Integrated Quantitative Proteomics and Metabolome Profiling Reveal MSMEG_6171 Overexpression Perturbing Lipid Metabolism of Mycobacterium smegmatis Leading to Increased Vancomycin Resistance

In recent years, the treatment of tuberculosis is once again facing a severe situation because the existing anti-tuberculosis drugs have become weaker and weaker with the emergence of drug-resistant Mycobacterium tuberculosis (Mtb). The studies of cell division and cell cycle-related factors in Mtb are particularly important for the development of new drugs with broad-spectrum effects. Mycobacterium smegmatis (Msm) has been used as a model organism to study the molecular, physiological and drug-resistant mechanisms of Mtb. Bioinformatics analysis has predicted that MSMEG_6171 is a MinD-like protein of the septum site determining protein family associated with cell division in Mycobacterium smegmatis. In our study, we use ultrastructural analysis, proteomics, metabolomics and molecular biology techniques to comprehensively investigate the function of MSMEG_6171. Overexpression of MSMEG_6171 in Msm resulted in elongated cells, suggesting an important role of MSMEG_6171 in regulating cell wall morphology. The MSMEG_6171 overexpression could enhance the bacterial resistance to vancomycin, ethionamide, meropenem and cefamandole.

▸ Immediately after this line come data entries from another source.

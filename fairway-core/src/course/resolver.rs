use std::{
    fmt,
    sync::{Arc, Mutex, PoisonError, RwLock},
    time::Duration,
};
use tokio::sync::watch;
use tracing::{debug, info, warn};

use super::{
    model::{Club, Course, Dataset, Hole},
    source::{DatasetSource, source_from_location},
};
use crate::{
    config::DatasetSettings,
    error::{DatasetError, SelectionError},
    model::{Coordinate, OperationStatus},
};

/// The user's position in the club → course → hole hierarchy.
#[derive(Debug, Clone, Default, PartialEq, Eq)]
pub struct Selection {
    pub club: Option<String>,
    pub course: Option<String>,
    pub hole: Option<u32>,
}

impl Selection {
    /// Choosing a different club clears course and hole.
    pub fn set_club(&mut self, club: &str) {
        if self.club.as_deref() != Some(club) {
            self.club = Some(club.to_string());
            self.course = None;
            self.hole = None;
        }
    }

    /// Choosing a different course clears the hole.
    pub fn set_course(&mut self, course: &str) {
        if self.course.as_deref() != Some(course) {
            self.course = Some(course.to_string());
            self.hole = None;
        }
    }

    pub fn set_hole(&mut self, number: u32) {
        self.hole = Some(number);
    }

    /// Drop levels that no longer resolve against `dataset`.
    fn prune(&mut self, dataset: &Dataset) {
        let Some(club) = self.club.as_deref().and_then(|name| dataset.club(name)) else {
            *self = Selection::default();
            return;
        };
        let Some(course) = self.course.as_deref().and_then(|name| club.course(name)) else {
            self.course = None;
            self.hole = None;
            return;
        };
        if self.hole.is_some_and(|n| course.hole_by_number(n).is_none()) {
            self.hole = None;
        }
    }
}

impl fmt::Display for Selection {
    fn fmt(&self, f: &mut fmt::Formatter<'_>) -> fmt::Result {
        let club = self.club.as_deref().unwrap_or("-");
        let course = self.course.as_deref().unwrap_or("-");
        match self.hole {
            Some(n) => write!(f, "{club} / {course} / #{n}"),
            None => write!(f, "{club} / {course} / -"),
        }
    }
}

/// Where the currently installed dataset came from.
#[derive(Debug, Clone, PartialEq, Eq, Default)]
pub enum DatasetOrigin {
    #[default]
    NotLoaded,
    Primary(String),
    Mirror(String),
    Sample,
}

impl DatasetOrigin {
    pub fn is_sample(&self) -> bool {
        matches!(self, DatasetOrigin::Sample)
    }
}

/// Outcome of one `load()`.
#[derive(Debug, Clone, PartialEq)]
pub struct LoadReport {
    pub origin: DatasetOrigin,
    /// Skipped records and source failures, in the order they occurred.
    pub warnings: Vec<String>,
}

/// Loads the course dataset and tracks the selection within it.
#[derive(Debug)]
pub struct CourseResolver {
    primary: Option<Arc<dyn DatasetSource>>,
    mirrors: Vec<Arc<dyn DatasetSource>>,
    attempts_per_source: u32,
    retry_backoff: Duration,
    dataset: RwLock<Arc<Dataset>>,
    origin: RwLock<DatasetOrigin>,
    selection: Mutex<Selection>,
    status: watch::Sender<OperationStatus>,
}

impl CourseResolver {
    pub fn new(
        primary: Option<Arc<dyn DatasetSource>>,
        mirrors: Vec<Arc<dyn DatasetSource>>,
        settings: &DatasetSettings,
    ) -> Self {
        Self {
            primary,
            mirrors,
            attempts_per_source: settings.attempts_per_source.max(1),
            retry_backoff: settings.retry_backoff(),
            dataset: RwLock::new(Arc::new(Dataset::default())),
            origin: RwLock::new(DatasetOrigin::NotLoaded),
            selection: Mutex::new(Selection::default()),
            status: watch::Sender::new(OperationStatus::Idle),
        }
    }

    /// Sources taken from `settings.primary` and `settings.mirrors`.
    pub fn from_settings(settings: &DatasetSettings) -> Self {
        let timeout = settings.request_timeout();
        let primary = settings.primary.as_deref().map(|loc| source_from_location(loc, timeout));
        let mirrors =
            settings.mirrors.iter().map(|loc| source_from_location(loc, timeout)).collect();
        Self::new(primary, mirrors, settings)
    }

    /// Replace the configured primary source.
    pub fn with_primary(mut self, primary: Arc<dyn DatasetSource>) -> Self {
        self.primary = Some(primary);
        self
    }

    pub fn status(&self) -> watch::Receiver<OperationStatus> {
        self.status.subscribe()
    }

    pub fn dataset(&self) -> Arc<Dataset> {
        Arc::clone(&self.dataset.read().unwrap_or_else(PoisonError::into_inner))
    }

    pub fn origin(&self) -> DatasetOrigin {
        self.origin.read().unwrap_or_else(PoisonError::into_inner).clone()
    }

    /// Load the dataset: the primary source, then each mirror in order, then
    /// the built-in sample. Always leaves a dataset installed.
    pub async fn load(&self) -> LoadReport {
        self.status.send_replace(OperationStatus::Loading);
        let mut warnings = Vec::new();

        let candidates = self
            .primary
            .iter()
            .map(|s| (s, true))
            .chain(self.mirrors.iter().map(|s| (s, false)));

        for (source, is_primary) in candidates {
            let name = source.describe();
            match self.fetch_with_retry(source.as_ref()).await {
                Ok((dataset, skipped)) => {
                    info!(
                        "loaded {} clubs from {name}{}",
                        dataset.clubs().len(),
                        if is_primary { "" } else { " (mirror)" }
                    );
                    warnings.extend(skipped);
                    let origin = if is_primary {
                        DatasetOrigin::Primary(name)
                    } else {
                        DatasetOrigin::Mirror(name)
                    };
                    self.install(dataset, origin.clone());
                    self.status.send_replace(OperationStatus::Success);
                    return LoadReport { origin, warnings };
                }
                Err(e) => {
                    warn!("course dataset source {name} failed: {e}");
                    warnings.push(format!("{name}: {e}"));
                }
            }
        }

        let message = if warnings.is_empty() {
            "no course dataset source configured, using sample data".to_string()
        } else {
            "all course dataset sources failed, using sample data".to_string()
        };
        warn!("{message}");
        warnings.push(message.clone());

        self.install(Dataset::sample(), DatasetOrigin::Sample);
        self.status.send_replace(OperationStatus::Error(message));
        LoadReport { origin: DatasetOrigin::Sample, warnings }
    }

    async fn fetch_with_retry(
        &self,
        source: &dyn DatasetSource,
    ) -> Result<(Dataset, Vec<String>), DatasetError> {
        let name = source.describe();
        let mut attempt = 1;
        loop {
            let result = match source.fetch().await {
                Ok(body) => Dataset::from_json(&body, &name),
                Err(e) => Err(e),
            };

            match result {
                Ok(loaded) => return Ok(loaded),
                Err(e) if e.is_retryable() && attempt < self.attempts_per_source => {
                    let backoff = self.retry_backoff.saturating_mul(1 << (attempt - 1).min(16));
                    debug!("{name}: attempt {attempt} failed ({e}), retrying in {backoff:?}");
                    tokio::time::sleep(backoff).await;
                    attempt += 1;
                }
                Err(e) => return Err(e),
            }
        }
    }

    /// Swap in `dataset` and prune the selection under one selection lock, so a
    /// concurrent `select_*` sees either the old pair or the new one.
    fn install(&self, dataset: Dataset, origin: DatasetOrigin) {
        let mut selection = self.selection.lock().unwrap_or_else(PoisonError::into_inner);
        selection.prune(&dataset);
        *self.dataset.write().unwrap_or_else(PoisonError::into_inner) = Arc::new(dataset);
        *self.origin.write().unwrap_or_else(PoisonError::into_inner) = origin;
    }

    pub fn clubs(&self) -> Vec<Club> {
        self.dataset().clubs().to_vec()
    }

    pub fn courses_of(&self, club: &str) -> Vec<Course> {
        self.dataset().courses_of(club).to_vec()
    }

    pub fn holes_of(&self, club: &str, course: &str) -> Vec<Hole> {
        self.dataset().holes_of(club, course).to_vec()
    }

    pub fn selection(&self) -> Selection {
        self.selection.lock().unwrap_or_else(PoisonError::into_inner).clone()
    }

    // Each select takes the selection lock before reading the dataset, the same
    // order as `install`.
    pub fn select_club(&self, name: &str) -> Result<(), SelectionError> {
        let mut selection = self.selection.lock().unwrap_or_else(PoisonError::into_inner);
        if self.dataset().club(name).is_none() {
            return Err(SelectionError::UnknownClub(name.to_string()));
        }
        selection.set_club(name);
        debug!("selected club {name}");
        Ok(())
    }

    pub fn select_course(&self, name: &str) -> Result<(), SelectionError> {
        let mut selection = self.selection.lock().unwrap_or_else(PoisonError::into_inner);
        let dataset = self.dataset();
        let club = selection.club.as_deref().ok_or(SelectionError::NoClub)?;
        if dataset.club(club).and_then(|c| c.course(name)).is_none() {
            return Err(SelectionError::UnknownCourse {
                club: club.to_string(),
                course: name.to_string(),
            });
        }
        selection.set_course(name);
        debug!("selected course {name}");
        Ok(())
    }

    pub fn select_hole(&self, number: u32) -> Result<(), SelectionError> {
        let mut selection = self.selection.lock().unwrap_or_else(PoisonError::into_inner);
        let dataset = self.dataset();
        let club = selection.club.as_deref().ok_or(SelectionError::NoClub)?;
        let course = selection.course.as_deref().ok_or(SelectionError::NoCourse)?;
        if dataset.hole_by_number(club, course, number).is_none() {
            return Err(SelectionError::UnknownHole { course: course.to_string(), number });
        }
        selection.set_hole(number);
        Ok(())
    }

    pub fn selected_club(&self) -> Option<Club> {
        let selection = self.selection.lock().unwrap_or_else(PoisonError::into_inner);
        self.dataset().club(selection.club.as_deref()?).cloned()
    }

    pub fn selected_hole(&self) -> Option<Hole> {
        let selection = self.selection.lock().unwrap_or_else(PoisonError::into_inner);
        let (club, course, hole) =
            (selection.club.as_deref()?, selection.course.as_deref()?, selection.hole?);
        self.dataset().hole_by_number(club, course, hole).cloned()
    }

    /// Location of the selected club, used as the weather query point.
    pub fn selected_location(&self) -> Option<Coordinate> {
        self.selected_club().map(|c| c.location)
    }
}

The MSMEG_6171 overexpression could alter the lipid metabolism of Msm to cause the changes on cellular biofilm property and function, which enhances bacterial resistance to antibiotics targetting cell wall synthesis. MSMEG_6171 could also induce the glyceride and phospholipid alteration in vivo to exhibit the pleiotropic phenotypes and various cellular responses. The results showed that amino acid R249 in MSMEG_6171 was a key site that can affect the level of bacterial drug-resistance, suggesting ATPase activity is required for function.